Asthma, a lung disorder that causes impaired respiratory function, is characterized by an apparent infiltration of inflammatory cells. Gentisic acid (GA), a phenolic acid common in food ingredients, has antioxidant, antibacterial, and anti-inflammatory properties. Its potential application in mitigating asthma, however, remains unexplored. The current investigation studies GA's therapeutic potential for allergic asthma. BALB/c mice were challenged and sensitized to ovalbumin (OVA) to establish the animal model. We investigated how GA affected asthmatic behavior, leukocyte infiltration, histopathological alterations, oxidative stress, immunoglobulin E (IgE) production, and airway inflammation. ELISA and immunohistochemistry (IHC) techniques were employed to measure Nrf2, HO-1, and NF-κB's expression. To investigate the protein-ligand interaction between GA and Keap1, molecular docking analysis was utilized.
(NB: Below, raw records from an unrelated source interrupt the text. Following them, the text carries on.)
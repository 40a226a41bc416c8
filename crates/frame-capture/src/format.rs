use ash::vk;

use crate::{CaptureDevice, CaptureError};

/// The format colour captures are converted to when the device can blit into it.
pub const CANONICAL_COLOR_FORMAT: vk::Format = vk::Format::R8G8B8A8_UNORM;

/// How the staging resource is filled from the source.
#[derive(Debug, Clone, Copy, PartialEq, Eq)]
#[allow(clippy::exhaustive_enums)]
pub enum ConversionMode {
    /// A format converting blit into [`CANONICAL_COLOR_FORMAT`].
    Blit,

    /// A byte exact copy, the target format equals the source format.
    Copy,
}

/// The resolved source and target format of a capture.
///
/// The target is [`CANONICAL_COLOR_FORMAT`] only for [`ConversionMode::Blit`], otherwise the
/// target is the source format.
#[derive(Debug, Clone, Copy, PartialEq, Eq)]
pub struct CaptureFormat {
    /// The format of the image being captured.
    pub source: vk::Format,

    /// The format of the staging resource and the resulting pixels.
    pub target: vk::Format,

    /// How the staging resource is filled.
    pub mode: ConversionMode,
}

impl CaptureFormat {
    /// Resolves the capture format for a colour source from the format properties of the source and
    /// the canonical format.
    pub fn resolve_color(
        source: vk::Format,
        source_properties: vk::FormatProperties,
        canonical_properties: vk::FormatProperties,
    ) -> Self {
        if supports_blit(source_properties, canonical_properties) {
            Self {
                source,
                target: CANONICAL_COLOR_FORMAT,
                mode: ConversionMode::Blit,
            }
        } else {
            Self::passthrough(source)
        }
    }

    /// Queries the device for blit support and resolves the capture format for a colour source.
    pub unsafe fn query_color<D: CaptureDevice + ?Sized>(device: &D, source: vk::Format) -> Self {
        let source_properties = unsafe { device.format_properties(source) };
        let canonical_properties = unsafe { device.format_properties(CANONICAL_COLOR_FORMAT) };

        Self::resolve_color(source, source_properties, canonical_properties)
    }

    /// Resolves the capture format for a depth source. Depth is never converted.
    pub fn resolve_depth(source: vk::Format) -> Self {
        Self::passthrough(source)
    }

    /// A raw copy that keeps the source format.
    pub fn passthrough(source: vk::Format) -> Self {
        Self {
            source,
            target: source,
            mode: ConversionMode::Copy,
        }
    }

    /// If the capture converts the source into the canonical format.
    #[inline]
    pub fn supports_conversion(&self) -> bool {
        self.mode == ConversionMode::Blit
    }

    /// The host representation of the target format.
    pub fn texel(&self) -> Result<TexelKind, CaptureError> {
        TexelKind::of(self.target).ok_or(CaptureError::UnsupportedFormat(self.target))
    }
}

/// If the device can blit from `source` with optimal tiling into a linear tiled image of the
/// canonical format.
pub fn supports_blit(
    source_properties: vk::FormatProperties,
    canonical_properties: vk::FormatProperties,
) -> bool {
    source_properties
        .optimal_tiling_features
        .contains(vk::FormatFeatureFlags::BLIT_SRC)
        && canonical_properties
            .linear_tiling_features
            .contains(vk::FormatFeatureFlags::BLIT_DST)
}

/// The element type a format is read back as.
#[derive(Debug, Clone, Copy, PartialEq, Eq)]
#[allow(clippy::exhaustive_enums)]
pub enum TexelKind {
    /// Four 8-bit channels, `[u8; 4]`.
    Color8x4,

    /// A 32-bit packed colour, `u32`.
    ColorPacked32,

    /// Four 16-bit float channels, `[f16; 4]`.
    ColorHalf4,

    /// 32-bit float depth, `f32`.
    Depth32Float,

    /// 24-bit depth in the low bits of a `u32`.
    Depth24Packed,

    /// 16-bit normalized depth, `u16`.
    Depth16,
}

impl TexelKind {
    /// The host representation of `format`, `None` if it has none.
    pub fn of(format: vk::Format) -> Option<Self> {
        let kind = match format {
            vk::Format::R8G8B8A8_UNORM
            | vk::Format::R8G8B8A8_SRGB
            | vk::Format::R8G8B8A8_SNORM
            | vk::Format::R8G8B8A8_UINT
            | vk::Format::B8G8R8A8_UNORM
            | vk::Format::B8G8R8A8_SRGB
            | vk::Format::B8G8R8A8_SNORM
            | vk::Format::B8G8R8A8_UINT
            | vk::Format::A8B8G8R8_UNORM_PACK32
            | vk::Format::A8B8G8R8_SRGB_PACK32 => Self::Color8x4,

            vk::Format::A2R10G10B10_UNORM_PACK32
            | vk::Format::A2B10G10R10_UNORM_PACK32
            | vk::Format::B10G11R11_UFLOAT_PACK32
            | vk::Format::E5B9G9R9_UFLOAT_PACK32 => Self::ColorPacked32,

            vk::Format::R16G16B16A16_SFLOAT => Self::ColorHalf4,

            vk::Format::D32_SFLOAT | vk::Format::D32_SFLOAT_S8_UINT => Self::Depth32Float,

            vk::Format::D24_UNORM_S8_UINT | vk::Format::X8_D24_UNORM_PACK32 => {
                Self::Depth24Packed
            }

            vk::Format::D16_UNORM | vk::Format::D16_UNORM_S8_UINT => Self::Depth16,

            _ => return None,
        };

        Some(kind)
    }

    /// Size of one element in bytes.
    pub fn size(self) -> u64 {
        match self {
            Self::Color8x4
            | Self::ColorPacked32
            | Self::Depth32Float
            | Self::Depth24Packed => 4,
            Self::ColorHalf4 => 8,
            Self::Depth16 => 2,
        }
    }

    /// If the texel holds depth.
    pub fn is_depth(self) -> bool {
        matches!(
            self,
            Self::Depth32Float | Self::Depth24Packed | Self::Depth16
        )
    }
}

/// The aspects a whole-image barrier must cover for `format`.
pub fn barrier_aspect(format: vk::Format) -> vk::ImageAspectFlags {
    match format {
        vk::Format::D16_UNORM | vk::Format::X8_D24_UNORM_PACK32 | vk::Format::D32_SFLOAT => {
            vk::ImageAspectFlags::DEPTH
        }

        vk::Format::D16_UNORM_S8_UINT
        | vk::Format::D24_UNORM_S8_UINT
        | vk::Format::D32_SFLOAT_S8_UINT => {
            vk::ImageAspectFlags::DEPTH | vk::ImageAspectFlags::STENCIL
        }

        vk::Format::S8_UINT => vk::ImageAspectFlags::STENCIL,

        _ => vk::ImageAspectFlags::COLOR,
    }
}

#[cfg(test)]
mod tests {
    use ash::vk;

    use super::{
        CANONICAL_COLOR_FORMAT, CaptureFormat, ConversionMode, TexelKind, barrier_aspect,
    };
    use crate::CaptureError;

    fn properties(
        optimal: vk::FormatFeatureFlags,
        linear: vk::FormatFeatureFlags,
    ) -> vk::FormatProperties {
        vk::FormatProperties {
            linear_tiling_features: linear,
            optimal_tiling_features: optimal,
            buffer_features: vk::FormatFeatureFlags::empty(),
        }
    }

    #[test]
    fn blit_resolves_to_canonical() {
        let source = properties(vk::FormatFeatureFlags::BLIT_SRC, vk::FormatFeatureFlags::empty());
        let canonical =
            properties(vk::FormatFeatureFlags::empty(), vk::FormatFeatureFlags::BLIT_DST);

        for source_format in [
            vk::Format::B8G8R8A8_SRGB,
            vk::Format::B8G8R8A8_UNORM,
            vk::Format::A2B10G10R10_UNORM_PACK32,
            vk::Format::R16G16B16A16_SFLOAT,
        ] {
            let format = CaptureFormat::resolve_color(source_format, source, canonical);

            assert!(format.supports_conversion());
            assert_eq!(format.source, source_format);
            assert_eq!(format.target, CANONICAL_COLOR_FORMAT);
            assert_eq!(format.texel().unwrap(), TexelKind::Color8x4);
        }
    }

    #[test]
    fn missing_feature_falls_back_to_copy() {
        // Source can be blitted from, but the canonical format cannot be a linear blit target.
        let source = properties(vk::FormatFeatureFlags::BLIT_SRC, vk::FormatFeatureFlags::empty());
        let canonical =
            properties(vk::FormatFeatureFlags::BLIT_DST, vk::FormatFeatureFlags::empty());

        let format = CaptureFormat::resolve_color(vk::Format::B8G8R8A8_SRGB, source, canonical);
        assert_eq!(format.mode, ConversionMode::Copy);
        assert_eq!(format.target, vk::Format::B8G8R8A8_SRGB);

        // Canonical is fine, but the source cannot be blitted from.
        let source = properties(vk::FormatFeatureFlags::empty(), vk::FormatFeatureFlags::BLIT_SRC);
        let canonical =
            properties(vk::FormatFeatureFlags::empty(), vk::FormatFeatureFlags::BLIT_DST);

        let format =
            CaptureFormat::resolve_color(vk::Format::A2B10G10R10_UNORM_PACK32, source, canonical);
        assert!(!format.supports_conversion());
        assert_eq!(format.target, vk::Format::A2B10G10R10_UNORM_PACK32);
        assert_eq!(format.texel().unwrap(), TexelKind::ColorPacked32);
    }

    #[test]
    fn depth_is_never_converted() {
        for source in [
            vk::Format::D32_SFLOAT,
            vk::Format::D32_SFLOAT_S8_UINT,
            vk::Format::D24_UNORM_S8_UINT,
            vk::Format::D16_UNORM,
        ] {
            let format = CaptureFormat::resolve_depth(source);
            assert_eq!(format.mode, ConversionMode::Copy);
            assert_eq!(format.target, source);
            assert!(format.texel().unwrap().is_depth());
        }
    }

    #[test]
    fn unrepresentable_format() {
        let format = CaptureFormat::passthrough(vk::Format::BC1_RGB_UNORM_BLOCK);

        assert!(matches!(
            format.texel(),
            Err(CaptureError::UnsupportedFormat(vk::Format::BC1_RGB_UNORM_BLOCK))
        ));
        assert!(TexelKind::of(vk::Format::S8_UINT).is_none());
    }

    #[test]
    fn texel_sizes() {
        assert_eq!(TexelKind::of(vk::Format::R16G16B16A16_SFLOAT).unwrap().size(), 8);
        assert_eq!(TexelKind::of(vk::Format::D32_SFLOAT_S8_UINT).unwrap().size(), 4);
        assert_eq!(TexelKind::of(vk::Format::X8_D24_UNORM_PACK32).unwrap().size(), 4);
        assert_eq!(TexelKind::of(vk::Format::D16_UNORM).unwrap().size(), 2);
    }

    #[test]
    fn aspects() {
        assert_eq!(barrier_aspect(vk::Format::D32_SFLOAT), vk::ImageAspectFlags::DEPTH);
        assert_eq!(
            barrier_aspect(vk::Format::D24_UNORM_S8_UINT),
            vk::ImageAspectFlags::DEPTH | vk::ImageAspectFlags::STENCIL
        );
        assert_eq!(barrier_aspect(vk::Format::B8G8R8A8_SRGB), vk::ImageAspectFlags::COLOR);
    }
}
The GA treatment significantly reduced nasal scratching, oxidative stress in the lungs, the infiltration of inflammatory cells, IgE content, iron accumulation, and NF-κB activation. It also upregulated Nrf2 and HO-1. Additionally, in silico studies revealed GA and Keap1 binding to activate Nrf2 by disrupting the Keap1-Nrf2 interaction. The study at hand is the first to investigate and report on the immunomodulatory impacts of GA on induced asthma in BALB/c mice. Our findings reveal that GA can be utilized as an anti-asthmatic agent via Nrf2/HO-1 and NF-κB pathway regulation.

Keywords: Airway inflammation; Allergic asthma; Gentisic acid; NF-κB; Nrf2/HO-1; Ovalbumin.